• _TASK ITEM_: Please work out how many lines below contain the word "async", and reply with only that number.

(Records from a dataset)
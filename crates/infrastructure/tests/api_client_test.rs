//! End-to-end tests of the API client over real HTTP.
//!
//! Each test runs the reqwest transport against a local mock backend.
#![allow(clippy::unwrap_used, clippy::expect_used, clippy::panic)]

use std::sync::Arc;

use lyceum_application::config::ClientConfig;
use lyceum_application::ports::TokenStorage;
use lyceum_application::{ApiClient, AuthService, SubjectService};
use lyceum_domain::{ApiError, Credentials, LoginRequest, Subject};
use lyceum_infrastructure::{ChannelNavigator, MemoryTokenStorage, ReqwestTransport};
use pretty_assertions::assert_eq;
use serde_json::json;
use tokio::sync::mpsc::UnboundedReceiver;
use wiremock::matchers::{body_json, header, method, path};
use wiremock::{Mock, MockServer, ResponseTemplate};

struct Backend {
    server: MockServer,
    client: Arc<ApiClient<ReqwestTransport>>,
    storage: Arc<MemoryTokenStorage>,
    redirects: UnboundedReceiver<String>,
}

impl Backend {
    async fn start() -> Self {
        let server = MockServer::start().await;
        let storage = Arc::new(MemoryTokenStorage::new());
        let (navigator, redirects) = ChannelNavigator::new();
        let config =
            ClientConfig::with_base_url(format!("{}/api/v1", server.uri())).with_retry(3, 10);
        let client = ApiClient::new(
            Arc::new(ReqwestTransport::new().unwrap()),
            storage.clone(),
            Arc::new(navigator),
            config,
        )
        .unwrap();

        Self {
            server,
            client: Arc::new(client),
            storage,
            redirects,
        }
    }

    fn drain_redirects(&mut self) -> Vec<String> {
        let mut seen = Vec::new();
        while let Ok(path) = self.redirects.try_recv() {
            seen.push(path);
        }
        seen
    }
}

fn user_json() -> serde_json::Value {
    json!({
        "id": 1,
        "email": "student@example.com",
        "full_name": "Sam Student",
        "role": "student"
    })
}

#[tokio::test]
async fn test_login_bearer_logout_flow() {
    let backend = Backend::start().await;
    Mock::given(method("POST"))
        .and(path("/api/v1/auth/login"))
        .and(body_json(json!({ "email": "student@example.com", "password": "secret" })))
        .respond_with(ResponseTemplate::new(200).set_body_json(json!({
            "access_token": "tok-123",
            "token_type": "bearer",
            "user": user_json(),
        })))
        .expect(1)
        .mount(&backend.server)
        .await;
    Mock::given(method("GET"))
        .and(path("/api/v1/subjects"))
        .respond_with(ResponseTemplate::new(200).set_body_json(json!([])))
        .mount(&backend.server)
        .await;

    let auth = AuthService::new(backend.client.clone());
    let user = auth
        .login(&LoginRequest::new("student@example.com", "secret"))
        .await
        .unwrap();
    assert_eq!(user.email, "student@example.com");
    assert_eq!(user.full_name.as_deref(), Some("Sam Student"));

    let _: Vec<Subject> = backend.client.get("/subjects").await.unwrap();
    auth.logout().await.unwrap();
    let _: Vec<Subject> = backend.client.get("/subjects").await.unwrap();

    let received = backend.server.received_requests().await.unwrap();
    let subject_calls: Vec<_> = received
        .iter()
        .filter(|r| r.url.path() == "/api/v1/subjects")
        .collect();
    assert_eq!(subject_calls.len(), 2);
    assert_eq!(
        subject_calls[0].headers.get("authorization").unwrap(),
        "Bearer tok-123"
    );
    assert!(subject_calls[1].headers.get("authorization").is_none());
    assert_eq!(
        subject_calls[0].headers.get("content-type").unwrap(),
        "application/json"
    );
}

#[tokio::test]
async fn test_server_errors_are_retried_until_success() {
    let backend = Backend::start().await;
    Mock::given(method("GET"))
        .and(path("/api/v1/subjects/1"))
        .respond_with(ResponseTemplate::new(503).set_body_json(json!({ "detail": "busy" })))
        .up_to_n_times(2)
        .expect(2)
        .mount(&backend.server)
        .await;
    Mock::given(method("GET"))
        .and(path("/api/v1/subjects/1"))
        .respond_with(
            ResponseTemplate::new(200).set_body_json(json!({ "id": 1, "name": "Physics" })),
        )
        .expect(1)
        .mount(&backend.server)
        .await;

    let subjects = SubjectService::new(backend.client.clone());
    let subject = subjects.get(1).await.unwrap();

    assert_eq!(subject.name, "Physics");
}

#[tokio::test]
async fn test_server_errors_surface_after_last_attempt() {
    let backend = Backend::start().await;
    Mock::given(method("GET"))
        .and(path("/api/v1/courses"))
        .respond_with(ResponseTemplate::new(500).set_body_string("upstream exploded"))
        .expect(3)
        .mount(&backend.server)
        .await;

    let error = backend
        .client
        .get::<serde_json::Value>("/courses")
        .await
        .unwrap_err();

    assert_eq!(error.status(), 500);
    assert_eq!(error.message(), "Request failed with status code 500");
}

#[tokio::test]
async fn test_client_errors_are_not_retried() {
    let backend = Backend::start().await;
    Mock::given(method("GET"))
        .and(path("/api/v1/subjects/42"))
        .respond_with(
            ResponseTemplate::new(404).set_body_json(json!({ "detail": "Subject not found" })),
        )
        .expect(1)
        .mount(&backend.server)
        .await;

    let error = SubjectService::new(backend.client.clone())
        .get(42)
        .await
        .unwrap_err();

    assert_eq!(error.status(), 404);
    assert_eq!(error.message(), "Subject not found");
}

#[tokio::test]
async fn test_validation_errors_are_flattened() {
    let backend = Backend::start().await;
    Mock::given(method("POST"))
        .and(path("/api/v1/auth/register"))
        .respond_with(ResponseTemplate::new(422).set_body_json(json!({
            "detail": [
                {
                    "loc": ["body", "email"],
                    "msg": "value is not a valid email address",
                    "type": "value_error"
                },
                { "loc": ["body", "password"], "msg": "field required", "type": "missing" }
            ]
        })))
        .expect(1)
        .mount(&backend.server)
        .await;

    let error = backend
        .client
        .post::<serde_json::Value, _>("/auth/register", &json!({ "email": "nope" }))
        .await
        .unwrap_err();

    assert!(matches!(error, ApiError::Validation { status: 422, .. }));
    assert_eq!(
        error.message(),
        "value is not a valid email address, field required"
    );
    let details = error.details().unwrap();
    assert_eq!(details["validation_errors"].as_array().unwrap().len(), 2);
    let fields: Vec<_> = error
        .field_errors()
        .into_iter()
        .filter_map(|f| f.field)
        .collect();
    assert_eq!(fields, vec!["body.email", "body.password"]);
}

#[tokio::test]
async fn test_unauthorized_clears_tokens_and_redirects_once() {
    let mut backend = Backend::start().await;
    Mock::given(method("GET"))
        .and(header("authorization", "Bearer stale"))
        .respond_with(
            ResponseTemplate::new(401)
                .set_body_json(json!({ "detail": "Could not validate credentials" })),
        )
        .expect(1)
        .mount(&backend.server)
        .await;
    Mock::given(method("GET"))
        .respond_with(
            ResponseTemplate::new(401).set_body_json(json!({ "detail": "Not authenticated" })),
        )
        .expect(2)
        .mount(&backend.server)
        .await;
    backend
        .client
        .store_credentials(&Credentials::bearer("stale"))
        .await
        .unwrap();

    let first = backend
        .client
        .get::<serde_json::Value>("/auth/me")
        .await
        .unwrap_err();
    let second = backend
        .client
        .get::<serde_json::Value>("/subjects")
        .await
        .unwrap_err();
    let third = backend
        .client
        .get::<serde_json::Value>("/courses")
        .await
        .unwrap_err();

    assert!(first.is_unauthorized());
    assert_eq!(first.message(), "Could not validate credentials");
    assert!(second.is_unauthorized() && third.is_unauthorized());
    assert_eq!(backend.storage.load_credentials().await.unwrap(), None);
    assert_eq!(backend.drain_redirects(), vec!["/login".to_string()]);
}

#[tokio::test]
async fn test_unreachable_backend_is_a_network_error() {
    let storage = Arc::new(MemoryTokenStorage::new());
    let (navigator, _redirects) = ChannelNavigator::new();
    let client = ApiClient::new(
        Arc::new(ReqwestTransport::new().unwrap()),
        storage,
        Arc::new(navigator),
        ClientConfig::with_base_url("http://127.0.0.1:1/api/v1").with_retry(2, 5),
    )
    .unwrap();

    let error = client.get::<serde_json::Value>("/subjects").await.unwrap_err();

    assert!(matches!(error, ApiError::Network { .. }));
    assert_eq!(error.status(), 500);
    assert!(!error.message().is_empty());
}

• _TASK SOLUTION_: 8